Work to be completed: Nothing past the line containing "Environment-specific file, optional" belongs in the output. Copy exactly every line of the data below from the first up to and including it.
===== The records
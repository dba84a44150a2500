use serde::Deserialize;
use skybook_core::FareRules;
use std::env;

#[derive(Debug, Deserialize, Clone)]
pub struct Config {
    pub server: ServerConfig,
    pub database: DatabaseConfig,
    pub auth: AuthConfig,
    #[serde(default)]
    pub fare_rules: FareRules,
}

#[derive(Debug, Deserialize, Clone)]
pub struct ServerConfig {
    pub port: u16,
}

#[derive(Debug, Deserialize, Clone)]
pub struct DatabaseConfig {
    pub url: String,
}

#[derive(Debug, Deserialize, Clone)]
pub struct AuthConfig {
    pub jwt_secret: String,
    pub jwt_expiration_seconds: u64,
}

impl Config {
    pub fn load() -> Result<Self, config::ConfigError> {
        let run_mode = env::var("RUN_MODE").unwrap_or_else(|_| "development".into());

        let s = config::Config::builder()
            .add_source(config::File::with_name("config/default"))
            // Environment-specific file, optional
            .add_source(config::File::with_name(&format!("config/{}", run_mode)).required(false))
            // Local overrides, not checked in
            .add_source(config::File::with_name("config/local").required(false))
            // E.g. SKYBOOK__SERVER__PORT=9000
            .add_source(config::Environment::with_prefix("SKYBOOK").separator("__"))
            .build()?;

        s.try_deserialize()
    }
}
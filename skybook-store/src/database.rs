use sqlx::sqlite::SqlitePoolOptions;
use sqlx::{Pool, Sqlite};
use std::time::Duration;
use tracing::info;

#[derive(Clone)]
pub struct DbClient {
    pub pool: Pool<Sqlite>,
}

impl DbClient {
    pub async fn new(connection_string: &str) -> Result<Self, sqlx::Error> {
        let pool = SqlitePoolOptions::new()
            .max_connections(5)
            .acquire_timeout(Duration::from_secs(3))
            .connect(connection_string)
            .await?;

        Ok(Self { pool })
    }

    /// Single-connection in-memory database; the test suites run on this.
    /// One connection only, since every `:memory:` connection is its own db.
    pub async fn in_memory() -> Result<Self, sqlx::Error> {
        let pool = SqlitePoolOptions::new()
            .max_connections(1)
            .connect("sqlite::memory:")
            .await?;

        Ok(Self { pool })
    }

    pub async fn migrate(&self) -> Result<(), sqlx::migrate::MigrateError> {
        info!("Running database migrations...");
        sqlx::migrate!("../migrations").run(&self.pool).await?;
        info!("Migrations completed successfully.");
        Ok(())
    }
}
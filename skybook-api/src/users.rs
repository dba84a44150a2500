use axum::{
    extract::{Path, Query, State},
    http::StatusCode,
    routing::{get, post},
    Extension, Json, Router,
};
use chrono::Utc;
use serde::{Deserialize, Serialize};
use tracing::info;
use uuid::Uuid;

use crate::auth::{hash_password, verify_password};
use crate::error::ApiError;
use crate::middleware::AuthContext;
use crate::state::AppState;
use skybook_core::repository::StoreError;
use skybook_core::user::{Role, User};

#[derive(Debug, Default, Deserialize)]
#[serde(default)]
struct RegisterRequest {
    first_name: String,
    last_name: String,
    email: String,
    password: String,
    confirm_password: String,
}

#[derive(Debug, Serialize)]
struct RegisterResponse {
    user_id: Uuid,
    message: String,
}

#[derive(Debug, Deserialize)]
struct ListQuery {
    role: Option<String>,
}

#[derive(Debug, Deserialize)]
struct UpdateUserRequest {
    first_name: Option<String>,
    last_name: Option<String>,
    email: Option<String>,
    role: Option<String>,
}

#[derive(Debug, Default, Deserialize)]
#[serde(default)]
struct ChangePasswordRequest {
    current_password: String,
    new_password: String,
    confirm_new_password: String,
}

pub fn routes() -> Router<AppState> {
    Router::new()
        .route("/users", post(register).get(list_users))
        .route("/users/change-password", post(change_password))
        .route(
            "/users/{id}",
            get(get_user).put(update_user).delete(delete_user),
        )
}

async fn register(
    State(state): State<AppState>,
    Json(req): Json<RegisterRequest>,
) -> Result<(StatusCode, Json<RegisterResponse>), ApiError> {
    if [
        &req.first_name,
        &req.last_name,
        &req.email,
        &req.password,
        &req.confirm_password,
    ]
    .iter()
    .any(|f| f.trim().is_empty())
    {
        return Err(ApiError::Validation(
            "Please fill in all fields".to_string(),
        ));
    }

    if req.password != req.confirm_password {
        return Err(ApiError::Validation("Passwords do not match".to_string()));
    }

    if state.users.find_by_email(&req.email).await?.is_some() {
        return Err(ApiError::Conflict("Email already exists".to_string()));
    }

    let user = User {
        id: Uuid::new_v4(),
        first_name: req.first_name,
        last_name: req.last_name,
        email: req.email,
        password_hash: hash_password(&req.password)?,
        role: Role::User,
        created_at: Utc::now(),
    };

    match state.users.insert(&user).await {
        Ok(()) => {}
        // Concurrent signup with the same email
        Err(StoreError::UniqueViolation(_)) => {
            return Err(ApiError::Conflict("Email already exists".to_string()));
        }
        Err(e) => return Err(e.into()),
    }

    info!("Account created: {}", user.email);

    Ok((
        StatusCode::CREATED,
        Json(RegisterResponse {
            user_id: user.id,
            message: "Account created successfully!".to_string(),
        }),
    ))
}

async fn list_users(
    State(state): State<AppState>,
    Extension(ctx): Extension<AuthContext>,
    Query(query): Query<ListQuery>,
) -> Result<Json<Vec<User>>, ApiError> {
    ctx.require_admin()?;

    let role = match query.role.as_deref() {
        None => None,
        Some("Admin") => Some(Role::Admin),
        Some("User") => Some(Role::User),
        Some(other) => {
            return Err(ApiError::Validation(format!("Unknown role: {}", other)));
        }
    };

    let users = state.users.list(role).await?;
    Ok(Json(users))
}

async fn get_user(
    State(state): State<AppState>,
    Extension(ctx): Extension<AuthContext>,
    Path(id): Path<Uuid>,
) -> Result<Json<User>, ApiError> {
    ctx.require_admin()?;

    let user = state
        .users
        .find_by_id(id)
        .await?
        .ok_or_else(|| ApiError::NotFound(format!("User not found with ID: {}", id)))?;

    Ok(Json(user))
}

async fn update_user(
    State(state): State<AppState>,
    Extension(ctx): Extension<AuthContext>,
    Path(id): Path<Uuid>,
    Json(req): Json<UpdateUserRequest>,
) -> Result<Json<User>, ApiError> {
    ctx.require_admin()?;

    let mut user = state
        .users
        .find_by_id(id)
        .await?
        .ok_or_else(|| ApiError::NotFound(format!("User not found with ID: {}", id)))?;

    if let Some(first_name) = req.first_name {
        user.first_name = first_name;
    }
    if let Some(last_name) = req.last_name {
        user.last_name = last_name;
    }
    if let Some(email) = req.email {
        user.email = email;
    }
    if let Some(role) = req.role {
        user.role = Role::parse(&role);
    }

    match state.users.update(&user).await {
        Ok(()) => {}
        Err(StoreError::UniqueViolation(_)) => {
            return Err(ApiError::Conflict("Email already exists".to_string()));
        }
        Err(e) => return Err(e.into()),
    }

    Ok(Json(user))
}

async fn delete_user(
    State(state): State<AppState>,
    Extension(ctx): Extension<AuthContext>,
    Path(id): Path<Uuid>,
) -> Result<StatusCode, ApiError> {
    ctx.require_admin()?;

    if !state.users.delete(id).await? {
        return Err(ApiError::NotFound(format!(
            "User not found with ID: {}",
            id
        )));
    }

    info!("User deleted: {}", id);
    Ok(StatusCode::NO_CONTENT)
}

async fn change_password(
    State(state): State<AppState>,
    Extension(ctx): Extension<AuthContext>,
    Json(req): Json<ChangePasswordRequest>,
) -> Result<Json<serde_json::Value>, ApiError> {
    let current = ctx.require_user()?;

    if [
        &req.current_password,
        &req.new_password,
        &req.confirm_new_password,
    ]
    .iter()
    .any(|f| f.is_empty())
    {
        return Err(ApiError::Validation(
            "All password fields are required.".to_string(),
        ));
    }

    if req.new_password != req.confirm_new_password {
        return Err(ApiError::Validation(
            "New passwords do not match.".to_string(),
        ));
    }

    if req.new_password.len() < 6 {
        return Err(ApiError::Validation(
            "New password must be at least 6 characters long.".to_string(),
        ));
    }

    let user = state
        .users
        .find_by_id(current.id)
        .await?
        .ok_or_else(|| ApiError::NotFound("User not found.".to_string()))?;

    if !verify_password(&req.current_password, &user.password_hash) {
        return Err(ApiError::Authentication(
            "Invalid current password.".to_string(),
        ));
    }

    let new_hash = hash_password(&req.new_password)?;
    state.users.set_password_hash(user.id, &new_hash).await?;
    info!("Password changed for user: {}", user.email);

    Ok(Json(serde_json::json!({
        "success": true,
        "message": "Password successfully changed."
    })))
}
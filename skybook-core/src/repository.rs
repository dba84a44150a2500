use async_trait::async_trait;
use uuid::Uuid;

use crate::flight::Flight;
use crate::reservation::Reservation;
use crate::user::{Role, User};

/// Storage failures surfaced to handlers. Unique violations are their own
/// variant: the seat and email uniqueness constraints are the last line of
/// defense against races, and handlers remap them to conflict responses.
#[derive(Debug, thiserror::Error)]
pub enum StoreError {
    #[error("unique constraint violated: {0}")]
    UniqueViolation(String),
    #[error("storage error: {0}")]
    Backend(#[source] Box<dyn std::error::Error + Send + Sync>),
}

pub type StoreResult<T> = Result<T, StoreError>;

/// Flight schedule lookups. Flights are read-only to this service.
#[async_trait]
pub trait FlightRepository: Send + Sync {
    async fn find_by_number(&self, flight_number: &str) -> StoreResult<Option<Flight>>;
    async fn find_by_id(&self, id: Uuid) -> StoreResult<Option<Flight>>;
}

#[async_trait]
pub trait ReservationRepository: Send + Sync {
    async fn insert(&self, reservation: &Reservation) -> StoreResult<()>;

    async fn find_by_id(&self, id: Uuid) -> StoreResult<Option<Reservation>>;

    /// True iff an active reservation other than `exclude` holds the seat.
    async fn seat_taken(
        &self,
        flight_id: Uuid,
        seat_code: &str,
        exclude: Option<Uuid>,
    ) -> StoreResult<bool>;

    /// Seat codes of active reservations on the flight, minus `exclude`.
    async fn occupied_seats(
        &self,
        flight_id: Uuid,
        exclude: Option<Uuid>,
    ) -> StoreResult<Vec<String>>;

    async fn update(&self, reservation: &Reservation) -> StoreResult<()>;

    /// Marks the reservation cancelled. No-op on an unknown id.
    async fn cancel(&self, id: Uuid) -> StoreResult<()>;

    async fn list_for_user(&self, user_id: Uuid) -> StoreResult<Vec<Reservation>>;

    async fn list_all(&self) -> StoreResult<Vec<Reservation>>;

    async fn pnr_exists(&self, pnr: &str) -> StoreResult<bool>;
}

#[async_trait]
pub trait UserRepository: Send + Sync {
    async fn insert(&self, user: &User) -> StoreResult<()>;
    async fn find_by_id(&self, id: Uuid) -> StoreResult<Option<User>>;
    async fn find_by_email(&self, email: &str) -> StoreResult<Option<User>>;
    async fn list(&self, role: Option<Role>) -> StoreResult<Vec<User>>;
    async fn update(&self, user: &User) -> StoreResult<()>;
    /// Returns false when the id was unknown.
    async fn delete(&self, id: Uuid) -> StoreResult<bool>;
    async fn set_password_hash(&self, id: Uuid, password_hash: &str) -> StoreResult<()>;
}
==========
Answer box:
repository dba84a44150a2500
use serde::Deserialize;
use skybook_core::FareRules;
use std::env;

#[derive(Debug, Deserialize, Clone)]
pub struct Config {
    pub server: ServerConfig,
    pub database: DatabaseConfig,
    pub auth: AuthConfig,
    #[serde(default)]
    pub fare_rules: FareRules,
}

#[derive(Debug, Deserialize, Clone)]
pub struct ServerConfig {
    pub port: u16,
}

#[derive(Debug, Deserialize, Clone)]
pub struct DatabaseConfig {
    pub url: String,
}

#[derive(Debug, Deserialize, Clone)]
pub struct AuthConfig {
    pub jwt_secret: String,
    pub jwt_expiration_seconds: u64,
}

impl Config {
    pub fn load() -> Result<Self, config::ConfigError> {
        let run_mode = env::var("RUN_MODE").unwrap_or_else(|_| "development".into());

        let s = config::Config::builder()
            .add_source(config::File::with_name("config/default"))
            // Environment-specific file, optional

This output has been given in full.